P01-040 – Displacement Vector
Displacement Vector
Displacement vector for one-dimensional motion:
As the motion of the particle is strictly one-dimensional, we choose to label $x$ the axis along which the particle moves and choose an origin and the positive direction as shown in the figure below.
As the particle moves along the axis, we define the displacement vector, denoted by $\mathrm{\Delta }\overrightarrow{r}$ as the vector that represents its change in position between and initial position $\overrightarrow{r_i}$ and a final position $\overrightarrow{r_f}$ i.e.
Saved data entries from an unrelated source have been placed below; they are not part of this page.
use anchor_lang::prelude::*;
use anchor_lang::solana_program::hash::hash;
use anchor_lang::{Discriminator, InstructionData, ToAccountMetas};
use autorepay::constants::*;

fn sighash(name: &str) -> Vec<u8> {
    hash(format!("global:{}", name).as_bytes()).to_bytes()[..8].to_vec()
}

fn meta(metas: &[AccountMeta], key: Pubkey) -> &AccountMeta {
    metas.iter().find(|m| m.pubkey == key).unwrap()
}

#[test]
fn test_instruction_data_layout() {
    let data = autorepay::instruction::Repay { max_payment: 5 }.data();
    assert_eq!(data[..8], sighash("repay")[..]);
    assert_eq!(data[8..], 5u64.to_le_bytes());

    let data = autorepay::instruction::Borrow { amount: 40 * 1_000_000_000 }.data();
    assert_eq!(data[..8], sighash("borrow")[..]);
    assert_eq!(data.len(), 16);

    assert_eq!(
        autorepay::instruction::HarvestAndRepay::DISCRIMINATOR,
        &sighash("harvest_and_repay")[..]
    );
    assert_eq!(
        autorepay::instruction::WithdrawCollateral::DISCRIMINATOR,
        &sighash("withdraw_collateral")[..]
    );
}

#[test]
fn test_loan_and_receipt_addresses_are_distinct() {
    let id = 3u64.to_le_bytes();
    let (loan, _) = Pubkey::find_program_address(&[LOAN_RECORD_SEED, &id], &autorepay::ID);
    let (receipt, _) = Pubkey::find_program_address(&[LOAN_RECEIPT_SEED, &id], &autorepay::ID);
    let (next_loan, _) =
        Pubkey::find_program_address(&[LOAN_RECORD_SEED, &4u64.to_le_bytes()], &autorepay::ID);
    assert_ne!(loan, receipt);
    assert_ne!(loan, next_loan);
}

#[test]
fn test_borrow_account_metas() {
    let borrower = Pubkey::new_unique();
    let (loan_vault, _) = Pubkey::find_program_address(&[LOAN_VAULT_SEED], &autorepay::ID);
    let scope = Pubkey::new_unique();
    let position = Pubkey::new_unique();
    let loan_record = Pubkey::new_unique();
    let metas = autorepay::accounts::Borrow {
        borrower,
        loan_vault,
        scope,
        position,
        loan_record,
        loan_receipt: Pubkey::new_unique(),
        vault_token_account: Pubkey::new_unique(),
        borrower_token_account: Pubkey::new_unique(),
        token_program: anchor_spl::token::ID,
        system_program: anchor_lang::system_program::ID,
    }
    .to_account_metas(None);

    assert!(meta(&metas, borrower).is_signer);
    assert!(meta(&metas, borrower).is_writable);
    assert!(meta(&metas, loan_vault).is_writable);
    assert!(!meta(&metas, scope).is_writable);
    assert!(meta(&metas, position).is_writable);
    assert!(meta(&metas, loan_record).is_writable);
}

#[test]
fn test_harvest_runs_without_borrower_account() {
    let keeper = Pubkey::new_unique();
    let metas = autorepay::accounts::HarvestAndRepay {
        keeper,
        loan_vault: Pubkey::new_unique(),
        loan_record: Pubkey::new_unique(),
        position: Pubkey::new_unique(),
        reserve_pool: Pubkey::new_unique(),
        reserve_token_account: Pubkey::new_unique(),
        vault_token_account: Pubkey::new_unique(),
        keeper_token_account: Pubkey::new_unique(),
        borrower_token_account: None,
        token_program: anchor_spl::token::ID,
    }
    .to_account_metas(None);

    assert!(meta(&metas, keeper).is_signer);
    // An omitted optional account is passed as the program id placeholder
    let placeholder = meta(&metas, autorepay::ID);
    assert!(!placeholder.is_writable);
    assert!(!placeholder.is_signer);
}

#[test]
fn test_withdraw_collateral_closes_to_holder() {
    let holder = Pubkey::new_unique();
    let loan_record = Pubkey::new_unique();
    let loan_receipt = Pubkey::new_unique();
    let metas = autorepay::accounts::WithdrawCollateral {
        holder,
        loan_record,
        loan_receipt,
        position: Pubkey::new_unique(),
    }
    .to_account_metas(None);

    // Rent from both closed accounts lands on the holder
    assert!(meta(&metas, holder).is_signer);
    assert!(meta(&metas, holder).is_writable);
    assert!(meta(&metas, loan_record).is_writable);
    assert!(meta(&metas, loan_receipt).is_writable);
}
\boxed{\mathrm{\Delta }\overrightarrow{r}=\overrightarrow{r_f}-\overrightarrow{r_i}=\left(x_f-x_i\right)\hat{x}}If the particle moves in the positive $x$-direction from $\overrightarrow{r_i}=x_i\hat{x}$ to $\overrightarrow{r_f}=x_f\hat{x}$ then its displacement is positive and equal to
\mathrm{\Delta }x=x_f-x_i > 0In the figure above, the first particle starts at $x_i=-4$ and moves to $x_f=3$ and its diplacement is therefore positive and equal to
\Delta x = 3-(-4) = 7
If the particle moves in the negative $x$-direction from $\overrightarrow{r_i}=x_i\hat{x}$ to $\overrightarrow{r_f}=x_f\hat{x}$ then its displacement is negative and equal to
\mathrm{\Delta }x=x_f-x_i < 0In the figure above, the second particle starts at $x_i=2$ and moves to $x_f=-3$ and its diplacement is therefore negative and equal to
\Delta x = -3-2 = -5
In both instances, the displacement is written $\mathrm{\Delta }x=x_f-x_i$ and its magnitude is $\left|\mathrm{\Delta }x\right|$. However, the sign of $\mathrm{\Delta }x$ indicates the direction in which the particle moves. Indeed, in the case where $\mathrm{\Delta }x>0$ the particle moves in the positive $x$ direction a distance $\left|\mathrm{\Delta }x\right|$ while in the case where $\mathrm{\Delta }x<0$ the particle moves in the negative $x$ direction a distance $\left|\mathrm{\Delta }x\right|$.